» Brief: Across these entries, work out how many lines carry the string "EducationEntry", and give only that number.

───── Given entries

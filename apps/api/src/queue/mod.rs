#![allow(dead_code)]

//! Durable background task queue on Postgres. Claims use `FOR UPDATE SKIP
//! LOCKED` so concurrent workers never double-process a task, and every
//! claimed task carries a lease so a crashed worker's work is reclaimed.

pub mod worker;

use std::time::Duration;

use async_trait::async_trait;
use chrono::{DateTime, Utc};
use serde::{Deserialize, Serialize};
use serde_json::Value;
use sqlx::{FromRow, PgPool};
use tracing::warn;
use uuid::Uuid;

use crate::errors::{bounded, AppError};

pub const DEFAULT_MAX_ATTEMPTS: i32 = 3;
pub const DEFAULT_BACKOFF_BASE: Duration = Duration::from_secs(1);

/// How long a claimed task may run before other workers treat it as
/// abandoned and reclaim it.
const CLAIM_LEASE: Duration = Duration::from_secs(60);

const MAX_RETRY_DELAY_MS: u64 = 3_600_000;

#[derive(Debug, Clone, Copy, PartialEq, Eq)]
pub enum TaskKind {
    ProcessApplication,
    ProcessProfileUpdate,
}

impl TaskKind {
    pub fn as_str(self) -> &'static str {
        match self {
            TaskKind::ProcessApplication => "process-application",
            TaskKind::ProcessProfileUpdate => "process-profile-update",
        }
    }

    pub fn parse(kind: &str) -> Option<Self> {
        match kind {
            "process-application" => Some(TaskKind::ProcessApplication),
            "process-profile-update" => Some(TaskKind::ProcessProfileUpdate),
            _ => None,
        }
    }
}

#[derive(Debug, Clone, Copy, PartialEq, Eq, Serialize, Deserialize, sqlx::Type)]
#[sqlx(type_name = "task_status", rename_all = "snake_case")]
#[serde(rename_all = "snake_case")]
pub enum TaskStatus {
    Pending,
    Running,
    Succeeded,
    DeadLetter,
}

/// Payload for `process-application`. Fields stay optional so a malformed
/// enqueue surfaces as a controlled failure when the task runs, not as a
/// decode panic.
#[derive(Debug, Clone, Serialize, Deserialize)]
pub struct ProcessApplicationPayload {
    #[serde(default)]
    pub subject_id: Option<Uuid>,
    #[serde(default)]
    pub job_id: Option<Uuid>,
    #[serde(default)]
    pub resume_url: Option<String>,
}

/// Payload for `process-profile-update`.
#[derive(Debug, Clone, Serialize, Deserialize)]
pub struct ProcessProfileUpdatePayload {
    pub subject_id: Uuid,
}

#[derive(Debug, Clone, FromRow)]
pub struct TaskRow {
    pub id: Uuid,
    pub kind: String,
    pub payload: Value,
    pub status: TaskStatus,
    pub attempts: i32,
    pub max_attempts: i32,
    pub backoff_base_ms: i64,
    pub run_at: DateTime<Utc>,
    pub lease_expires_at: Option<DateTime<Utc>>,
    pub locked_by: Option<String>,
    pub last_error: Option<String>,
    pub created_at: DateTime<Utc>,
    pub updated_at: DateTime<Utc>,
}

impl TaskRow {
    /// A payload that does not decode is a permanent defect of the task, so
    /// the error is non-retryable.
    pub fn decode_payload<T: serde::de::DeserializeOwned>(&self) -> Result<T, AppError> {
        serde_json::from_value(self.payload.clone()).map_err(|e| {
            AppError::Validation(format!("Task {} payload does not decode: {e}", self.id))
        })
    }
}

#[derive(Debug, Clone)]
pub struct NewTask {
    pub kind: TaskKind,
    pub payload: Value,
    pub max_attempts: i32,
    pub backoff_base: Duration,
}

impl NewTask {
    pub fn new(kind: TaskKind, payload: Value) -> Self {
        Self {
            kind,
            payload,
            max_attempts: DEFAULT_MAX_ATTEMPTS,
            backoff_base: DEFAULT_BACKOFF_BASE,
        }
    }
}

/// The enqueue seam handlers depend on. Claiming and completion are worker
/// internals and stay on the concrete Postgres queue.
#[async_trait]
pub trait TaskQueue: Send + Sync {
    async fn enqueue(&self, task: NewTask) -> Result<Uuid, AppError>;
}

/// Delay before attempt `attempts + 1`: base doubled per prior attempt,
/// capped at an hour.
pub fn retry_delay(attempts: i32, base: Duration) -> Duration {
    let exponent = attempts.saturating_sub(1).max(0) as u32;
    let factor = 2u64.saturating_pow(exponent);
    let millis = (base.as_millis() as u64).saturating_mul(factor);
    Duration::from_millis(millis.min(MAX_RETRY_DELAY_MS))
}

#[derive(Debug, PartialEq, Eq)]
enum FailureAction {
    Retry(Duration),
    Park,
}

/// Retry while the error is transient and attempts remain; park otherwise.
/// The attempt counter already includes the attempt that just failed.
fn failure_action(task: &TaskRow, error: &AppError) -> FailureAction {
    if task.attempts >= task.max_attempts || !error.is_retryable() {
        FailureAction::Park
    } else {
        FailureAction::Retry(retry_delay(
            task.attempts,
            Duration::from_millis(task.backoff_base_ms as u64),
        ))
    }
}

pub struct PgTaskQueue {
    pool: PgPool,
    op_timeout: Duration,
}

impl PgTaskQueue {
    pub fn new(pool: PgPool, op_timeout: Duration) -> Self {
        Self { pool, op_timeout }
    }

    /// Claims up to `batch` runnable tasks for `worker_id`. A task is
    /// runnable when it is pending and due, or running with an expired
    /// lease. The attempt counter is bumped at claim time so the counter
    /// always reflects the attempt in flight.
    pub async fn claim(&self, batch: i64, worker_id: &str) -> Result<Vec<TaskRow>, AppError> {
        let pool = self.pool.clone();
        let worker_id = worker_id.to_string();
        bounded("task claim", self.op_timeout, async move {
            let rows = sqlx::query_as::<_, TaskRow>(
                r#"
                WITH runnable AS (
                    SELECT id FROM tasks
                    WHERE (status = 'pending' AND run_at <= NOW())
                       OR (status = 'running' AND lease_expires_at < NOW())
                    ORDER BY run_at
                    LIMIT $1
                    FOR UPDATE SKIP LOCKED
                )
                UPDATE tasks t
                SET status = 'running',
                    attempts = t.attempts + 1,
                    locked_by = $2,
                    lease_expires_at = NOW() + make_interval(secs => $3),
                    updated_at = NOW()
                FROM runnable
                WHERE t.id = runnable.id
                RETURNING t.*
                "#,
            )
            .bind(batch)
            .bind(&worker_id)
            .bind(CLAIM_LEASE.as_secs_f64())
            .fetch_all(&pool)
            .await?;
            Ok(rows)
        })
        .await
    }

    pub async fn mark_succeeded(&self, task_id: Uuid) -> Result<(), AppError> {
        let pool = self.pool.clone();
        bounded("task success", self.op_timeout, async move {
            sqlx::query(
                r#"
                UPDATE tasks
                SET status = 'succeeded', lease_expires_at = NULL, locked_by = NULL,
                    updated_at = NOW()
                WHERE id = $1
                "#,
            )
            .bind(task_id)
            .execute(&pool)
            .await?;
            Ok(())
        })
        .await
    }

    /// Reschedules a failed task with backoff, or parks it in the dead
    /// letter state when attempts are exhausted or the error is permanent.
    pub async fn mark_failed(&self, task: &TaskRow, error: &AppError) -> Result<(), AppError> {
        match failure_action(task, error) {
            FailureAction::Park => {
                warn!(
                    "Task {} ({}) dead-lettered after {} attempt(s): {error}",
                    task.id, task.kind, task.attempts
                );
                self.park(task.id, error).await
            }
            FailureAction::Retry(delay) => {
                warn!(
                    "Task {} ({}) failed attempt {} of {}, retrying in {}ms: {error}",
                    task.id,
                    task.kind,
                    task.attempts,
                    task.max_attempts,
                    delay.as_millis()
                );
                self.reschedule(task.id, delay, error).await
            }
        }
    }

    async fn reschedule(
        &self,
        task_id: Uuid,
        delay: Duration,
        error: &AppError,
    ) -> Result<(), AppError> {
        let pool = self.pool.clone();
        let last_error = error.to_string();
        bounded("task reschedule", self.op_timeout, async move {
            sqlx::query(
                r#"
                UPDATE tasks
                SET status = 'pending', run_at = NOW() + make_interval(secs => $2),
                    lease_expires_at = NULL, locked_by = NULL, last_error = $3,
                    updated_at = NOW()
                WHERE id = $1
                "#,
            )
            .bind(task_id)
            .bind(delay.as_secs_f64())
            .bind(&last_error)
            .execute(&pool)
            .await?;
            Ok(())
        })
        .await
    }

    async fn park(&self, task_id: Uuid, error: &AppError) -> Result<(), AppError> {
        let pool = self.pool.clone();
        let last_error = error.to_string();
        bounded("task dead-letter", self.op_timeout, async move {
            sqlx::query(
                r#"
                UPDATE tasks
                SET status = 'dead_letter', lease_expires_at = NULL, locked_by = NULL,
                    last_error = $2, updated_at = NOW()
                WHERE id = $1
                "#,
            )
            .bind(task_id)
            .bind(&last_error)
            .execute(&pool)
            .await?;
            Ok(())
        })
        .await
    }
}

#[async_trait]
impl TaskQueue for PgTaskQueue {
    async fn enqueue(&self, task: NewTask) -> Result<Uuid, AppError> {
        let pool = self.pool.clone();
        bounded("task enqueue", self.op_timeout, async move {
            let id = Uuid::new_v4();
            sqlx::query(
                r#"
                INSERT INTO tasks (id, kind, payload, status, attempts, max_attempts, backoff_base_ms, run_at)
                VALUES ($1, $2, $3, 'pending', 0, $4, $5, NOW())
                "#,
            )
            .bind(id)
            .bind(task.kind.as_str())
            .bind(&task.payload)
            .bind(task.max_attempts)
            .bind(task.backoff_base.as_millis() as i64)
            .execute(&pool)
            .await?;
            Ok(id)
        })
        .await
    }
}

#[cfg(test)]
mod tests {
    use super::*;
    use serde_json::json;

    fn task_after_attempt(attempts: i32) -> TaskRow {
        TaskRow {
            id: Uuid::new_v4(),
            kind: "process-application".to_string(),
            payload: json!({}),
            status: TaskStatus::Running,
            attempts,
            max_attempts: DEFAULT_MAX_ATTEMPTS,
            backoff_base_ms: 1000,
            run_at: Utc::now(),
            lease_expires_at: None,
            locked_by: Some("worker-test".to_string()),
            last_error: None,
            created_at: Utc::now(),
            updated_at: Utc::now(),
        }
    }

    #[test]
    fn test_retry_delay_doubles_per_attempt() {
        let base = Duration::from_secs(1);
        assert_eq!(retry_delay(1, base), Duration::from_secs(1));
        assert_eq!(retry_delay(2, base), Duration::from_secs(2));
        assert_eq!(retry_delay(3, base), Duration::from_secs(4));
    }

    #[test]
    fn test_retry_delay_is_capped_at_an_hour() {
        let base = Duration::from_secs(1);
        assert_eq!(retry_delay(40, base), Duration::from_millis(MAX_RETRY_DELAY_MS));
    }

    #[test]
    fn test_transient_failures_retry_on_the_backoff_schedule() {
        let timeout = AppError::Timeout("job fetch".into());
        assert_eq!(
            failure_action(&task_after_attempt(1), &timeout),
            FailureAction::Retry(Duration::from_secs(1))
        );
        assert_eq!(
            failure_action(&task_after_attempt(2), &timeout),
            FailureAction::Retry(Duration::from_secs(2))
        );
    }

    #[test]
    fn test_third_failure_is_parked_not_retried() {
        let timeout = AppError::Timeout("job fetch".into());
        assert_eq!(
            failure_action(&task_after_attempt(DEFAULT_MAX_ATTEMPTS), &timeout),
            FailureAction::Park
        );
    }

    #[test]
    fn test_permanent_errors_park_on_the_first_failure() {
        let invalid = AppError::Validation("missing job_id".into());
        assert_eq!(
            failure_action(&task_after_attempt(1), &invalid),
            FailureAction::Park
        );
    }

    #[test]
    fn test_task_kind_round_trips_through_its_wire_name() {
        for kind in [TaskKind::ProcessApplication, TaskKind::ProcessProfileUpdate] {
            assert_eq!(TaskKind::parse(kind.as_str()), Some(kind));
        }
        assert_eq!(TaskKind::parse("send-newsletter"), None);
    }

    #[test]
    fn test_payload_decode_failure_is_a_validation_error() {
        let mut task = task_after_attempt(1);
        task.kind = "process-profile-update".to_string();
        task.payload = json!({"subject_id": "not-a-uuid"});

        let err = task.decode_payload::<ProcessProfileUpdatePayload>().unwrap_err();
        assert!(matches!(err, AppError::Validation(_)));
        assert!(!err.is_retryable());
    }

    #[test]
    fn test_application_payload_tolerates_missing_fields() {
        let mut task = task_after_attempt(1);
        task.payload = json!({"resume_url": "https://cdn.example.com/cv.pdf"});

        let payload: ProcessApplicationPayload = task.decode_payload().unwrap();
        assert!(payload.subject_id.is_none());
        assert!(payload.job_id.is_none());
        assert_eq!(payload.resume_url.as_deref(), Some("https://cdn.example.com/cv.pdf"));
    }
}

──────────
───── Given entries

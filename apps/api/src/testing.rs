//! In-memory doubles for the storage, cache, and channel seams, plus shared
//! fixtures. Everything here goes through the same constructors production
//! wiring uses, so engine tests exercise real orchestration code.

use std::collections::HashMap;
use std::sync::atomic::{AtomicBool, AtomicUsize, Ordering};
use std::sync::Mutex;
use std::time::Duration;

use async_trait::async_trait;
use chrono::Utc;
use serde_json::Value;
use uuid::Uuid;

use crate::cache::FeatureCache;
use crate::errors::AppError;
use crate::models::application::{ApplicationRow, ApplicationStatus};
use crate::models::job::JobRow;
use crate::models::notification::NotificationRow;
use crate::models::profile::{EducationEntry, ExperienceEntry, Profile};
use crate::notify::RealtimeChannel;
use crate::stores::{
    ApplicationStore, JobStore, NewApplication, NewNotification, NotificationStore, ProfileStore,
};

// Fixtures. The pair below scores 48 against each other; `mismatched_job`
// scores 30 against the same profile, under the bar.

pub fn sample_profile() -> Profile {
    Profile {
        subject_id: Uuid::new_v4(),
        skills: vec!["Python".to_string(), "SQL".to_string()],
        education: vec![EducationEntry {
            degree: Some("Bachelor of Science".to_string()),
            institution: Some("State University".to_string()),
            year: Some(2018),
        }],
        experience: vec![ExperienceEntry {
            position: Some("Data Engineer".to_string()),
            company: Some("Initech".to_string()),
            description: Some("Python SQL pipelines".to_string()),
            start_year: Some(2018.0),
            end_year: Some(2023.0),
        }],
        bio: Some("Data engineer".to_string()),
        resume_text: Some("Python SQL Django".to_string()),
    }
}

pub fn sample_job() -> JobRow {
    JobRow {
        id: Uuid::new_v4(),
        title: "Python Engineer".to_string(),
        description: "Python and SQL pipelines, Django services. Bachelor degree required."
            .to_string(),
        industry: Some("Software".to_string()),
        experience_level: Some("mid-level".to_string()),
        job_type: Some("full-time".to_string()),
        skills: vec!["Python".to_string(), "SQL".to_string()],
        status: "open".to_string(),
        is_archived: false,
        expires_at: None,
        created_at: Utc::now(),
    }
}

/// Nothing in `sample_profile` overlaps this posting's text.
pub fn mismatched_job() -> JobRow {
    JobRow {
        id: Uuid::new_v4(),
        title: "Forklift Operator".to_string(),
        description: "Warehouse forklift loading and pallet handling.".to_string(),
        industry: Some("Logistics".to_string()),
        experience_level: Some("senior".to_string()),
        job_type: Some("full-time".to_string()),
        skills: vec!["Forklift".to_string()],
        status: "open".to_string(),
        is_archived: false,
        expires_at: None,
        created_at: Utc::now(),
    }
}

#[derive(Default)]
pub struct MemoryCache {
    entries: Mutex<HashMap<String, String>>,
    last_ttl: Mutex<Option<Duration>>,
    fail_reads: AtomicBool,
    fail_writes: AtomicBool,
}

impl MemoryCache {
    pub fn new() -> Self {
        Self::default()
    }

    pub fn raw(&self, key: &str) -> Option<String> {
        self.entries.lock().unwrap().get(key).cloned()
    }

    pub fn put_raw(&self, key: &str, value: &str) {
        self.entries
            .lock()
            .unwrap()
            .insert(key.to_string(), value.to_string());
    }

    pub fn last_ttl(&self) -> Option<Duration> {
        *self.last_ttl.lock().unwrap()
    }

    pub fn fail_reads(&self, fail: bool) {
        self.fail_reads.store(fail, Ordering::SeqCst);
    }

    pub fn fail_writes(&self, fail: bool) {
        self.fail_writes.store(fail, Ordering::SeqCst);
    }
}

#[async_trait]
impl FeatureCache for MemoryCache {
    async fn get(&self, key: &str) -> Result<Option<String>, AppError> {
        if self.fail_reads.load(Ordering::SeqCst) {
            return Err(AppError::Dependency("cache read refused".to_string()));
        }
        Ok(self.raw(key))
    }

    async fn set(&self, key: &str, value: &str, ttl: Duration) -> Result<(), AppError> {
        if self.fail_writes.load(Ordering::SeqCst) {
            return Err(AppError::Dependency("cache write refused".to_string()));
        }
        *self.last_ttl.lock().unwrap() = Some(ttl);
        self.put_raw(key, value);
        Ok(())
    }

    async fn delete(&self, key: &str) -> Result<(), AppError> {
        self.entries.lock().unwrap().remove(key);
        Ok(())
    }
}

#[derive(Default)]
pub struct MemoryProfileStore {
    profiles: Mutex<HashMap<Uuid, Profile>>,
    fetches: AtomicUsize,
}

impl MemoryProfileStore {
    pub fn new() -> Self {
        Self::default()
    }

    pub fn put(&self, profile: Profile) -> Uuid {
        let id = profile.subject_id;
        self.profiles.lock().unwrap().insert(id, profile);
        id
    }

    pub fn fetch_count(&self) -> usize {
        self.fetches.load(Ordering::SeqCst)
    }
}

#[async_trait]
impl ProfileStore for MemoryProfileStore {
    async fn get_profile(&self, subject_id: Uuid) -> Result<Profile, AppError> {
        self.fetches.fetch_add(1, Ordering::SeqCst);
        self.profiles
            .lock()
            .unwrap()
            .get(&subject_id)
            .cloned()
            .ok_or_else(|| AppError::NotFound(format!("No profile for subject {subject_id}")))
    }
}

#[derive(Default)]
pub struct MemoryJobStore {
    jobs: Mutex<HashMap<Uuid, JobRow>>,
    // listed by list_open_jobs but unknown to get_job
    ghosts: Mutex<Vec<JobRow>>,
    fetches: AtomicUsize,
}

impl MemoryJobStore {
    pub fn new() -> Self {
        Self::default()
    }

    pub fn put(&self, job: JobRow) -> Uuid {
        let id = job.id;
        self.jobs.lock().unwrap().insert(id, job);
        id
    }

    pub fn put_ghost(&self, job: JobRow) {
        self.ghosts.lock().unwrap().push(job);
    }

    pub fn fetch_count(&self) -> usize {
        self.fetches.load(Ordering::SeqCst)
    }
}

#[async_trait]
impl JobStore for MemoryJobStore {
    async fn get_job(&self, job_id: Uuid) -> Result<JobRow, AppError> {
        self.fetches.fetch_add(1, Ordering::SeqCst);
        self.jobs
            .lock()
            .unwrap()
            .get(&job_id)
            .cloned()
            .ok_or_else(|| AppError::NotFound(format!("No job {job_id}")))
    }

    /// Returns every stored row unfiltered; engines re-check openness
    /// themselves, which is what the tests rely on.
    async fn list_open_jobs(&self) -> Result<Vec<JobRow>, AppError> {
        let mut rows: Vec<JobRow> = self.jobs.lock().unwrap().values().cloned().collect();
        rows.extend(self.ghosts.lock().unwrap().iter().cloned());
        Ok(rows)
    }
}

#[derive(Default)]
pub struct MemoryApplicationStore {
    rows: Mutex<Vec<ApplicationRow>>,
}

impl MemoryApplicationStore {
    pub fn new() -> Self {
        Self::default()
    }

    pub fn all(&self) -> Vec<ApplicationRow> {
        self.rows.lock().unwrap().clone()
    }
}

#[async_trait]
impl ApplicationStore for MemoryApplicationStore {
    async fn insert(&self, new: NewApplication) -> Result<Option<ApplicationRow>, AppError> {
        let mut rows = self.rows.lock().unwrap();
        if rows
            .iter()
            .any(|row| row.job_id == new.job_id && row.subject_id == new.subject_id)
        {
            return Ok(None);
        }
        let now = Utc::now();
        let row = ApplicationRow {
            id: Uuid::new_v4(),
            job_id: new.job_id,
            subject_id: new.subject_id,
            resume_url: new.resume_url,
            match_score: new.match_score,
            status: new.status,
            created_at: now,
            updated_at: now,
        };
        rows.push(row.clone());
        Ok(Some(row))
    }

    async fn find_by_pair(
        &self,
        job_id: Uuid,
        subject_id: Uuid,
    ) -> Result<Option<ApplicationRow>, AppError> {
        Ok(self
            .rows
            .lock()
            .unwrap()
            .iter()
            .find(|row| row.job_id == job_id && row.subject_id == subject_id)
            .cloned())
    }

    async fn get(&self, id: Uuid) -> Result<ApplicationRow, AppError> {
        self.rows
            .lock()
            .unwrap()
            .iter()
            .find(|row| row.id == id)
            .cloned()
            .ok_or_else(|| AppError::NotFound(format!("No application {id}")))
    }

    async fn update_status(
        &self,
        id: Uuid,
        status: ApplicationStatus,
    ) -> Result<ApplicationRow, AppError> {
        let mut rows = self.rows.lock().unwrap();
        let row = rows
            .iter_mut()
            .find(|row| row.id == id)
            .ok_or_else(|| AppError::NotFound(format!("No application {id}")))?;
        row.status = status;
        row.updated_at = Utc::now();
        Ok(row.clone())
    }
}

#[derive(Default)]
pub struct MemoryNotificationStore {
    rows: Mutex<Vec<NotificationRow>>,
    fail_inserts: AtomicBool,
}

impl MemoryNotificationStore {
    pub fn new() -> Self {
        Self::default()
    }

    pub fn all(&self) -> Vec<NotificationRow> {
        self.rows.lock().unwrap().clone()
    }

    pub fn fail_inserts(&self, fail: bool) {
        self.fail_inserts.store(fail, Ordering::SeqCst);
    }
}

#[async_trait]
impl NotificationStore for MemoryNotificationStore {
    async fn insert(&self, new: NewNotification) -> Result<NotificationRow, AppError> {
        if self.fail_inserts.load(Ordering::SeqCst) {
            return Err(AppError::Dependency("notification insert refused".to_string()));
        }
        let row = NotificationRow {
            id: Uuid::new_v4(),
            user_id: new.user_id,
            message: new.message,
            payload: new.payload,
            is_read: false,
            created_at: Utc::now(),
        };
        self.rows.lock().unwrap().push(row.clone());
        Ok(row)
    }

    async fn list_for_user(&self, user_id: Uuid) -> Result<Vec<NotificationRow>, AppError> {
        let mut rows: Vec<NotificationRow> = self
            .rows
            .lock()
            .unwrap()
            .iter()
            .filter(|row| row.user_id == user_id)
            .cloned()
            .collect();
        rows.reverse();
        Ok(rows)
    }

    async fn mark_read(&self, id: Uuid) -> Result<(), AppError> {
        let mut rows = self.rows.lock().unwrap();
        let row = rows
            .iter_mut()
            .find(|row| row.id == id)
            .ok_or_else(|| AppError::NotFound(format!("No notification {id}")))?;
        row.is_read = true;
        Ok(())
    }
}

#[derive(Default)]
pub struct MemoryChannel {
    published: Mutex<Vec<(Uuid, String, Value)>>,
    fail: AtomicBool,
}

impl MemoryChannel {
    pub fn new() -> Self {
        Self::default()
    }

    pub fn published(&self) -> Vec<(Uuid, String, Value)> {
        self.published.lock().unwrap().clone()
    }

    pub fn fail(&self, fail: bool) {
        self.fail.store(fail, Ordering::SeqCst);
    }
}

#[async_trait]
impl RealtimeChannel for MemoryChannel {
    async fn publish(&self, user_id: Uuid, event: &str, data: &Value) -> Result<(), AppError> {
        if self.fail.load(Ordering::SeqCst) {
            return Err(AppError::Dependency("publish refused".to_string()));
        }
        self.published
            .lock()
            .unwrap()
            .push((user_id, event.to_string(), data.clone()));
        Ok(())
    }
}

──────────

» Reply: 2